If you are not one of those adults of Centrepoint who has actively chosen to create space between you and your child for their story, then I entreat you to choose a different ending to this story than the one you have systematically chosen in the past. If you have no (or limited) history of cultivating openness and understanding with your child, then I invite you to revisit the story you have been telling yourself all these years. I know many of you say that you are good people, and you just got caught up in a shitty story and that you were powerless to bring about change. That is one version of events, but if you are not intimately in-touch with the details of your child's story (particularly if it is one which makes you very uncomfortable) then please consider if it is time for you to shift the focus away from your version of events, and to give room for an honest exploration of what it was like for the children in your care.

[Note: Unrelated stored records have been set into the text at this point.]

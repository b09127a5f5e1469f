//! In-memory storage back ends.
//!
//! Reference implementations of the persistence traits: a `HashMap`-backed
//! key-value store, a node/edge map graph store, and a brute-force cosine
//! vector index. Suitable for tests and small local corpora.

use std::collections::HashMap;

use async_trait::async_trait;
use serde_json::Value;
use tokio::sync::RwLock;

use super::{GraphStore, KvStore, ScoredPoint, VectorIndex};
use crate::graph::{Entity, Relation};
use crate::Result;

/// Key-value store backed by a `HashMap`.
#[derive(Debug, Default)]
pub struct MemoryKvStore {
    inner: RwLock<HashMap<String, Value>>,
}

impl MemoryKvStore {
    pub fn new() -> Self {
        Self::default()
    }
}

#[async_trait]
impl KvStore for MemoryKvStore {
    async fn get_by_id(&self, id: &str) -> Result<Option<Value>> {
        Ok(self.inner.read().await.get(id).cloned())
    }

    async fn upsert(&self, id: &str, value: Value) -> Result<()> {
        self.inner.write().await.insert(id.to_string(), value);
        Ok(())
    }

    async fn delete(&self, id: &str) -> Result<()> {
        self.inner.write().await.remove(id);
        Ok(())
    }

    async fn list_by_prefix(&self, prefix: &str) -> Result<Vec<(String, Value)>> {
        let map = self.inner.read().await;
        let mut entries: Vec<(String, Value)> = map
            .iter()
            .filter(|(id, _)| id.starts_with(prefix))
            .map(|(id, value)| (id.clone(), value.clone()))
            .collect();
        entries.sort_by(|a, b| a.0.cmp(&b.0));
        Ok(entries)
    }

    async fn clear_prefix(&self, prefix: &str) -> Result<()> {
        self.inner.write().await.retain(|id, _| !id.starts_with(prefix));
        Ok(())
    }
}

/// Graph store backed by node/edge maps.
#[derive(Debug, Default)]
pub struct MemoryGraphStore {
    nodes: RwLock<HashMap<String, Entity>>,
    edges: RwLock<HashMap<(String, String), Relation>>,
}

impl MemoryGraphStore {
    pub fn new() -> Self {
        Self::default()
    }
}

#[async_trait]
impl GraphStore for MemoryGraphStore {
    async fn upsert_node(&self, node: &Entity) -> Result<()> {
        self.nodes
            .write()
            .await
            .insert(node.name.clone(), node.clone());
        Ok(())
    }

    async fn get_node(&self, name: &str) -> Result<Option<Entity>> {
        Ok(self.nodes.read().await.get(name).cloned())
    }

    async fn delete_node(&self, name: &str) -> Result<()> {
        self.nodes.write().await.remove(name);
        Ok(())
    }

    async fn upsert_edge(&self, edge: &Relation) -> Result<()> {
        let key = (edge.source_name.clone(), edge.target_name.clone());
        self.edges.write().await.insert(key, edge.clone());
        Ok(())
    }

    async fn get_edge(&self, source: &str, target: &str) -> Result<Option<Relation>> {
        let key = (source.to_string(), target.to_string());
        Ok(self.edges.read().await.get(&key).cloned())
    }

    async fn delete_edge(&self, source: &str, target: &str) -> Result<()> {
        let key = (source.to_string(), target.to_string());
        self.edges.write().await.remove(&key);
        Ok(())
    }

    async fn list_nodes(&self) -> Result<Vec<Entity>> {
        let mut nodes: Vec<Entity> = self.nodes.read().await.values().cloned().collect();
        nodes.sort_by(|a, b| a.name.cmp(&b.name));
        Ok(nodes)
    }

    async fn list_edges(&self) -> Result<Vec<Relation>> {
        let mut edges: Vec<Relation> = self.edges.read().await.values().cloned().collect();
        edges.sort_by(|a, b| {
            (&a.source_name, &a.target_name).cmp(&(&b.source_name, &b.target_name))
        });
        Ok(edges)
    }
}

/// Brute-force cosine similarity index.
#[derive(Debug, Default)]
pub struct MemoryVectorIndex {
    points: RwLock<HashMap<String, Vec<f32>>>,
}

impl MemoryVectorIndex {
    pub fn new() -> Self {
        Self::default()
    }
}

#[async_trait]
impl VectorIndex for MemoryVectorIndex {
    async fn upsert(&self, id: &str, vector: Vec<f32>) -> Result<()> {
        self.points.write().await.insert(id.to_string(), vector);
        Ok(())
    }

    async fn query(&self, vector: &[f32], top_k: usize) -> Result<Vec<ScoredPoint>> {
        let points = self.points.read().await;
        let mut scored: Vec<ScoredPoint> = points
            .iter()
            .map(|(id, candidate)| ScoredPoint {
                id: id.clone(),
                score: cosine_similarity(vector, candidate),
            })
            .collect();
        scored.sort_by(|a, b| b.score.total_cmp(&a.score).then_with(|| a.id.cmp(&b.id)));
        scored.truncate(top_k);
        Ok(scored)
    }

    async fn delete(&self, id: &str) -> Result<()> {
        self.points.write().await.remove(id);
        Ok(())
    }
}

fn cosine_similarity(a: &[f32], b: &[f32]) -> f32 {
    if a.is_empty() || b.is_empty() || a.len() != b.len() {
        return 0.0;
    }

    let mut dot = 0.0;
    let mut norm_a = 0.0;
    let mut norm_b = 0.0;

    for (&x, &y) in a.iter().zip(b.iter()) {
        dot += x * y;
        norm_a += x * x;
        norm_b += y * y;
    }

    if norm_a == 0.0 || norm_b == 0.0 {
        return 0.0;
    }

    dot / (norm_a.sqrt() * norm_b.sqrt())
}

There is a documentary coming out in early 2021 on NZ television (originally planned for 2020, the pandemic has pushed the airing date out repeatedly). It is likely to upset many people because it will trigger a lot of old and uncomfortable stuff. It is all sitting there just underneath the surface for so many people. I expect you are afraid you will be shamed, exposed, lose something, that innocent people you love will suffer. Well, think again of your children. Are they ok? Have you checked in with them? Have you earnestly, non-defensively, openly sought to understand what it was like for them and tried to repair the damage to your relationship that occurred as a result of letting your needs for avoiding this stuff dominant the relationship?
In the words of Austin Channing Brown, "Will you choose to protect someone else, or protect your ego?". Either we own our story, or our story owns us, and now you have an opportunity if you choose to take it, to write a new ending to this story. Will this ending be one where you actively engage with reconciliation and repair, and take responsibility for the hurt that you caused or allowed to occur? This is an ending where you will have to sit with and face some extremely uncomfortable emotions that you may never have really faced squarely before. But conversely this new ending could be a soothing balm to a relationship limping along and still very much affected by the events of the past.
You are the author of your own story. How do you want this story to end?